El junior blanco mantiene la categoría

Los chicos del junior blanco se enfrentaban, en un partido a cara de perro, como suele decirse, a nuestros vecinos del AB Villaviciosa de Odón, entrenados por un viejo conocido: Jaime Dávila. El encuentro correspondía a la última jornada de la fase de descenso y el equipo que ganase eludía el último puesto, y la consecuente pérdida de categoría, de manera matemática, mientras que el perdedor debería esperar el resultado del partido a jugar entre Arroyomolinos y Getafe para evitar bajar de división.

Óscar, uno de los destacados del partido

Óscar, uno de los destacados del partido

AB Villaviciosa de Odón 53 – CB Ciudad de Móstoles 56. Junior Federado.

El partido comenzó con los visitantes muy desacertados, perdiendo balones y jugando muy mal los ataques en estático, tal vez fuera fruto de los nervios. Además, tampoco eran capaces de frenar el buen movimiento de balón del equipo villaodonés. Así que iba a tocar remar, ya que el primer cuarto acabó con un 17-6 muy favorable a los locales.

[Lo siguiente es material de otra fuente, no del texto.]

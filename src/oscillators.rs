//! Oscillator indicators: RSI and its smoothing line.

use crate::common::{diff, gains_losses, mean, rolling, undefined_vec};
use crate::error::ChartError;
use crate::moving_averages::sma_of;
use crate::series::DerivedSeries;

/// RSI level above which a market is considered overbought.
pub const OVERBOUGHT: f64 = 70.0;

/// RSI level below which a market is considered oversold.
pub const OVERSOLD: f64 = 30.0;

/// RSI output bundle: the oscillator, its smoothing average and the
/// fixed overbought/oversold reference lines.
///
/// The reference lines are constant series defined at every index so
/// the renderer can draw them across the full x-axis.
#[derive(Debug, Clone, PartialEq)]
pub struct RsiOutput {
    pub rsi: DerivedSeries,
    pub rsi_ma: DerivedSeries,
    pub overbought: DerivedSeries,
    pub oversold: DerivedSeries,
}

/// Relative Strength Index over rolling-mean gain/loss averages.
///
/// # Formula
/// Average Gain = rolling mean of positive deltas over `period`
/// Average Loss = rolling mean of absolute negative deltas over `period`
/// RS  = Average Gain / Average Loss
/// RSI = 100 - (100 / (1 + RS))
///
/// When the average loss is zero and the average gain is positive,
/// RSI is exactly 100; a completely flat window is undefined.
///
/// The first `period` points are undefined (the delta at index 0
/// consumes one bar of lookback). `rsi_ma` is an SMA(`ma_period`) of
/// the RSI series.
///
/// # Errors
/// `InvalidParameter` when `period < 1` or `ma_period < 1`.
pub fn rsi(closes: &[f64], period: usize, ma_period: usize) -> Result<RsiOutput, ChartError> {
    if period < 1 {
        return Err(ChartError::InvalidParameter(format!(
            "RSI period must be >= 1, got {period}"
        )));
    }
    if ma_period < 1 {
        return Err(ChartError::InvalidParameter(format!(
            "RSI MA period must be >= 1, got {ma_period}"
        )));
    }

    let n = closes.len();
    let changes = diff(closes);
    let (gains, losses) = gains_losses(&changes);
    let avg_gain = rolling(&gains, period, |w| Some(mean(w)));
    let avg_loss = rolling(&losses, period, |w| Some(mean(w)));

    let mut rsi_series = undefined_vec(n);
    for i in 0..n {
        rsi_series[i] = match (avg_gain[i], avg_loss[i]) {
            (Some(g), Some(l)) if l != 0.0 => Some(100.0 - 100.0 / (1.0 + g / l)),
            (Some(g), Some(_)) if g > 0.0 => Some(100.0),
            _ => None, // warm-up, or a flat window with no movement
        };
    }

    let rsi_ma = sma_of(&rsi_series, ma_period)?;

    Ok(RsiOutput {
        rsi: rsi_series,
        rsi_ma,
        overbought: vec![Some(OVERBOUGHT); n],
        oversold: vec![Some(OVERSOLD); n],
    })
}

#[cfg(test)]
mod tests {
    use super::*;

    const EPSILON: f64 = 1e-10;

    fn assert_approx_eq(a: Option<f64>, b: f64) {
        let a = a.expect("value should be defined");
        assert!((a - b).abs() < EPSILON, "Values differ: {} vs {}", a, b);
    }

    #[test]
    fn test_rsi_warmup_length() {
        let closes: Vec<f64> = (1..=20).map(|x| x as f64 + (x % 3) as f64).collect();
        let output = rsi(&closes, 14, 5).unwrap();

        for point in output.rsi.iter().take(14) {
            assert_eq!(*point, None);
        }
        assert!(output.rsi[14].is_some());
    }

    #[test]
    fn test_rsi_is_100_when_only_gains() {
        let closes: Vec<f64> = (1..=10).map(|x| x as f64).collect();
        let output = rsi(&closes, 5, 2).unwrap();

        for point in output.rsi.iter().skip(5) {
            assert_eq!(*point, Some(100.0));
        }
    }

    #[test]
    fn test_rsi_is_0_when_only_losses() {
        let closes: Vec<f64> = (1..=10).rev().map(|x| x as f64).collect();
        let output = rsi(&closes, 5, 2).unwrap();

        for point in output.rsi.iter().skip(5) {
            assert_approx_eq(*point, 0.0);
        }
    }

    #[test]
    fn test_rsi_flat_window_is_undefined() {
        let closes = vec![50.0; 12];
        let output = rsi(&closes, 5, 2).unwrap();
        assert!(output.rsi.iter().all(|x| x.is_none()));
    }

    #[test]
    fn test_rsi_bounded() {
        let closes = vec![
            44.0, 44.5, 45.0, 44.5, 45.5, 46.0, 45.5, 46.5, 47.0, 46.0, 45.0, 44.0, 43.0, 44.0,
            45.0, 46.0,
        ];
        let output = rsi(&closes, 14, 5).unwrap();
        for point in output.rsi.iter().flatten() {
            assert!((0.0..=100.0).contains(point), "RSI out of range: {point}");
        }
    }

    #[test]
    fn test_rsi_known_value() {
        // closes 1..=6, period 2: deltas all +1 except we inject a drop.
        let closes = vec![10.0, 11.0, 12.0, 11.0, 12.0];
        let output = rsi(&closes, 2, 2).unwrap();

        // index 3: deltas [+1, -1] -> gain 0.5, loss 0.5, RS 1, RSI 50
        assert_approx_eq(output.rsi[3], 50.0);
        // index 4: deltas [-1, +1] -> same averages
        assert_approx_eq(output.rsi[4], 50.0);
    }

    #[test]
    fn test_rsi_ma_smooths_rsi() {
        let closes: Vec<f64> = (1..=12).map(|x| x as f64).collect();
        let output = rsi(&closes, 4, 3).unwrap();

        // RSI defined from index 4; its SMA(3) from index 6.
        assert_eq!(output.rsi_ma[5], None);
        assert_approx_eq(output.rsi_ma[6], 100.0);
    }

    #[test]
    fn test_reference_lines_cover_every_index() {
        let closes: Vec<f64> = (1..=8).map(|x| x as f64).collect();
        let output = rsi(&closes, 3, 2).unwrap();
        assert_eq!(output.overbought, vec![Some(OVERBOUGHT); 8]);
        assert_eq!(output.oversold, vec![Some(OVERSOLD); 8]);
    }

    #[test]
    fn test_rsi_rejects_bad_parameters() {
        assert!(rsi(&[1.0, 2.0], 0, 5).is_err());
        assert!(rsi(&[1.0, 2.0], 14, 0).is_err());
    }

    #[test]
    fn test_rsi_short_input_all_undefined() {
        let output = rsi(&[1.0, 2.0], 14, 5).unwrap();
        assert_eq!(output.rsi, vec![None, None]);
        assert_eq!(output.rsi_ma, vec![None, None]);
    }
}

El segundo periodo comenzó muy calmado, se podía palpar la tensión y el miedo a fallar, lo que provocaba desacierto en ambos lados de la cancha. Pero las cosas fueron enderezándose para los azulones y, con un par de arreones, consiguieron acercarse en el marcador hasta, ya transcurrido el ecuador del cuarto, conseguir empatarlo. ¡Qué capacidad tiene este equipo de crecerse en los segundos cuartos! El buen manejo del tempo de partido de Óscar y Carlos Mayo, unido al control del rebote, benefició al equipo mostoleño e hizo que se fuera al entretiempo con sólo un punto en contra en el luminoso: 29-28.

La vuelta de los vestuarios fue buena, y los chicos de Alberto Núñez funcionaron como durante el resto del partido: alternando momentos de caos con otros realmente lúcidos. En defensa obstaculizaban las acciones de los jugadores más fuertes del rival y en ataque seguían perdiendo balones tontos, pero sumando, puntito a puntito, para conseguir que la ventaja de los locales no se fuera más allá de los dos puntos al final del tercer cuarto: 40-38.

Los últimos diez minutos fueron una mezcla entre comedia y película de terror e iban a tener dos actores principales: los árbitros. Encadenaban decisiones inclasificables hacia ambos equipos y consiguieron sacar de quicio a propios y extraños. Asistimos, gracias a ello, a un rosario de tiros libres, pero el porcentaje de tiros libres de los jugadores no fue alto, por lo que ninguno de los dos contendientes lograba escaparse en el marcador. Al final, un par de buenas acciones defensivas, que permitieron salir al contraataque a nuestros chicos, fueron bien culminadas por Óscar y Anthony, logrando que una importante victoria que cruzaría con nuestros chicos el recién reinaugurado puente sobre la A-5 que une ambos municipios. ¡Enhorabuena chicos!

Cerramos así una temporada que ha tenido de todo: lesiones, alegrías, tristezas, golpes, risas… pero conseguimos que los chavales la terminen con el buen sabor de boca que deja el trabajo bien hecho y una permanencia que, hace unos meses, no se antojaba nada fácil. De nuevo, desde el club, no podemos deciros otra cosa que no sea: ¡enhorabuena! Ahora toca seguir trabajando para, después del verano, volver más fuertes y demostrar que sois un gran equipo. ¡Disfrutadlo!